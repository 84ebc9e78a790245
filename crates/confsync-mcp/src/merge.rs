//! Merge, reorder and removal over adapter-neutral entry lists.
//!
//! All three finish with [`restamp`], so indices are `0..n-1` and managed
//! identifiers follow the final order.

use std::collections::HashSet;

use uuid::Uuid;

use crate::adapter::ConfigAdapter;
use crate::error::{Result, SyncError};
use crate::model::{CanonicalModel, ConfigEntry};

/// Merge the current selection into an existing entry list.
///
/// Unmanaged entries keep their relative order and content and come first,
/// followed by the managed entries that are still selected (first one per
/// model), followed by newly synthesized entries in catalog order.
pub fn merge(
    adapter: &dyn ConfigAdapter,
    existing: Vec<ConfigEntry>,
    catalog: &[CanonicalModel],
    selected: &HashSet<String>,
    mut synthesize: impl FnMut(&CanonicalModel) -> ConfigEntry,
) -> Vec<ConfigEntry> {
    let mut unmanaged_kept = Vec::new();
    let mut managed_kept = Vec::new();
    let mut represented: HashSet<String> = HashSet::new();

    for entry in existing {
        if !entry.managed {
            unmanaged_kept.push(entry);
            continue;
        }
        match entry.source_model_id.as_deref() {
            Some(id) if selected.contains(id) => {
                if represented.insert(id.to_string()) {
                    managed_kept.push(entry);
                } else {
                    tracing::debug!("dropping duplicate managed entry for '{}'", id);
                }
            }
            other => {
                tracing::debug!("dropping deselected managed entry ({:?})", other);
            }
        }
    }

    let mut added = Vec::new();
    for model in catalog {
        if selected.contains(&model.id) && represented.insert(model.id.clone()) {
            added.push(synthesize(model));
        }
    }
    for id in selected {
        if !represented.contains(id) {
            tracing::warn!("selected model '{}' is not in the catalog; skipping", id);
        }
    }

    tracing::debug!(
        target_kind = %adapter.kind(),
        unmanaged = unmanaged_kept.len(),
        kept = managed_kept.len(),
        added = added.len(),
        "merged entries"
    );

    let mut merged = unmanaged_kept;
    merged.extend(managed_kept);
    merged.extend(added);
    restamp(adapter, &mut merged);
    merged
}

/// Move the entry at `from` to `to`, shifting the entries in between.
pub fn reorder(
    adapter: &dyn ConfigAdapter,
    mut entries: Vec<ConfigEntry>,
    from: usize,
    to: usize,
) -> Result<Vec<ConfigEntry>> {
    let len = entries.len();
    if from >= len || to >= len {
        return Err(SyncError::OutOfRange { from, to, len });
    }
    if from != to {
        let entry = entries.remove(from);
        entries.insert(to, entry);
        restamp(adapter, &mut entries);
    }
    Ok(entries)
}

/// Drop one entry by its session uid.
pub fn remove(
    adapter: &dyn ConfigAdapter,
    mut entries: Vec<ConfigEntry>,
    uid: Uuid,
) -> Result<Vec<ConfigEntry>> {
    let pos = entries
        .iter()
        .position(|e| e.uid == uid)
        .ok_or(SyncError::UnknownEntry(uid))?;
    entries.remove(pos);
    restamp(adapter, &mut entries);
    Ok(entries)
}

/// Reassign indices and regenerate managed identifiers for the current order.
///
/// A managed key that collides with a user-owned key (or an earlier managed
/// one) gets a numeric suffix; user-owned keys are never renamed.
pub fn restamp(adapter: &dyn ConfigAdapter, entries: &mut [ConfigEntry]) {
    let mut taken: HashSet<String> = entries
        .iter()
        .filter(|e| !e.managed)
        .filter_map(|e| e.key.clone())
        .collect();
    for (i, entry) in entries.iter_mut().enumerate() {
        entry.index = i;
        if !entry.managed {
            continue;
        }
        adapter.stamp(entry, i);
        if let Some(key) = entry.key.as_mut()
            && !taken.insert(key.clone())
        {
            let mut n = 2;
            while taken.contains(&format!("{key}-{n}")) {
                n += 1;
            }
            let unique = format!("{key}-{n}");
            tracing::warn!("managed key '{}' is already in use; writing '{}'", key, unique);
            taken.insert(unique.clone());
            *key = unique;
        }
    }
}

--------------------------------

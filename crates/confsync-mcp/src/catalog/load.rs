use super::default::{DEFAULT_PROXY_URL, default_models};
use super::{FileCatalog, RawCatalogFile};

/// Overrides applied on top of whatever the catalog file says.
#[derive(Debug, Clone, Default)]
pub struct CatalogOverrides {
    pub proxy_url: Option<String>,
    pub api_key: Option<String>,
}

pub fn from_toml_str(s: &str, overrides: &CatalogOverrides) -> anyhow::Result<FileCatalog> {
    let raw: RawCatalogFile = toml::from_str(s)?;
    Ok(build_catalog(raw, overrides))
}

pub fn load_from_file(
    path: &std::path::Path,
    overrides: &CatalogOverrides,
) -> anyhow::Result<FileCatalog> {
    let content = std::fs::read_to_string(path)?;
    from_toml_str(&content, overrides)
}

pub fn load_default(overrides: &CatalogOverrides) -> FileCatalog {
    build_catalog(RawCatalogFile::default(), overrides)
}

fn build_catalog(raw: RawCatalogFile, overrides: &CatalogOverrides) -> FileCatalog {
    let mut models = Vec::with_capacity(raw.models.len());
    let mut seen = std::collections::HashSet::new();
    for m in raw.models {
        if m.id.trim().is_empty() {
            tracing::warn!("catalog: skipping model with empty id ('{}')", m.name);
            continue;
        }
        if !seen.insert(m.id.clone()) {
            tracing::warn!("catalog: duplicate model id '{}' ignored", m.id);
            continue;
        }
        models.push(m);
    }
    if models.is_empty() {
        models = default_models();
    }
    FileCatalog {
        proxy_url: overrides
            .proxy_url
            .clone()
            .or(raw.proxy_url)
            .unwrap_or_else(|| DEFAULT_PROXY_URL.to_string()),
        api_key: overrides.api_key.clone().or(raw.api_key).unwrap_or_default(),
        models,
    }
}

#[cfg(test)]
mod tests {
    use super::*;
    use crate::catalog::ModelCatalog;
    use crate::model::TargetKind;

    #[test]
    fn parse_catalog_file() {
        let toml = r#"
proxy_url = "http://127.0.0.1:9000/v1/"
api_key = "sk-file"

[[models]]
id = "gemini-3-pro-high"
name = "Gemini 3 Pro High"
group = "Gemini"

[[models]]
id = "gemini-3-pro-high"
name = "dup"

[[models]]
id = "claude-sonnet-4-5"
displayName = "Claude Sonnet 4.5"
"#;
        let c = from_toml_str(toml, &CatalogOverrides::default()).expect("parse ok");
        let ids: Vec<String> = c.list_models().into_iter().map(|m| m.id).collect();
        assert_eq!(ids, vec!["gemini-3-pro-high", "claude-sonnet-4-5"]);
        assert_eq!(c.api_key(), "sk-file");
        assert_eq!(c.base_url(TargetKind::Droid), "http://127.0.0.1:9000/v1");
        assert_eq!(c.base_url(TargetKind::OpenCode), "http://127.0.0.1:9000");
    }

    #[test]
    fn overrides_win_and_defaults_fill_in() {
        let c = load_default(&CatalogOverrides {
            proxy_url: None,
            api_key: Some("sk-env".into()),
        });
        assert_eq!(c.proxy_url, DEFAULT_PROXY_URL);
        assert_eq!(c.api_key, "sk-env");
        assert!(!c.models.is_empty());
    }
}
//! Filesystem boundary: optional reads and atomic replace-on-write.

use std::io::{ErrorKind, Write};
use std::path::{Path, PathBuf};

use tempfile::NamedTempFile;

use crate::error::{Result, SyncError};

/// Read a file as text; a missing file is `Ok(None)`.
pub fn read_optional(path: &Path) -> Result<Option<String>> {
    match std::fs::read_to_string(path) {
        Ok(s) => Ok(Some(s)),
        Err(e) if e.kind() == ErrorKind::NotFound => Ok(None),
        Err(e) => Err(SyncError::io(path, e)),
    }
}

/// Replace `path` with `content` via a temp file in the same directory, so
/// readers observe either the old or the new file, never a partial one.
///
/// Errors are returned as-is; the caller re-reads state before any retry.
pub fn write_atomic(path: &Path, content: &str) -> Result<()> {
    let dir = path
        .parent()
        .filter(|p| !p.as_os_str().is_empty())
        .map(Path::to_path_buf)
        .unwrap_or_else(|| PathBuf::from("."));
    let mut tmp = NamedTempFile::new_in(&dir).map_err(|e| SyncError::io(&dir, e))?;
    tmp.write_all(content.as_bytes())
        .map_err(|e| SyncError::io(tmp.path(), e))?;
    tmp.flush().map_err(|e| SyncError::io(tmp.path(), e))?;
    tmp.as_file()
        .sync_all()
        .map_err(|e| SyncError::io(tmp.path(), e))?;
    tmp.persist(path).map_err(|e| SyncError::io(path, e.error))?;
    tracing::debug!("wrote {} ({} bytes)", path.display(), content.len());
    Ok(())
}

--------------------------------

### PROBLEM STATEMENT
Repeat the entries above verbatim, but only from the line that has "repository 84ebc9e78a790245" down to the line that has "in catalog order.", inclusive.

### ANSWER TO THIS TASK
repository 84ebc9e78a790245
filename crates/confsync-mcp/src/merge.rs
//! Merge, reorder and removal over adapter-neutral entry lists.
//!
//! All three finish with [`restamp`], so indices are `0..n-1` and managed
//! identifiers follow the final order.

use std::collections::HashSet;

use uuid::Uuid;

use crate::adapter::ConfigAdapter;
use crate::error::{Result, SyncError};
use crate::model::{CanonicalModel, ConfigEntry};

/// Merge the current selection into an existing entry list.
///
/// Unmanaged entries keep their relative order and content and come first,
/// followed by the managed entries that are still selected (first one per
/// model), followed by newly synthesized entries in catalog order.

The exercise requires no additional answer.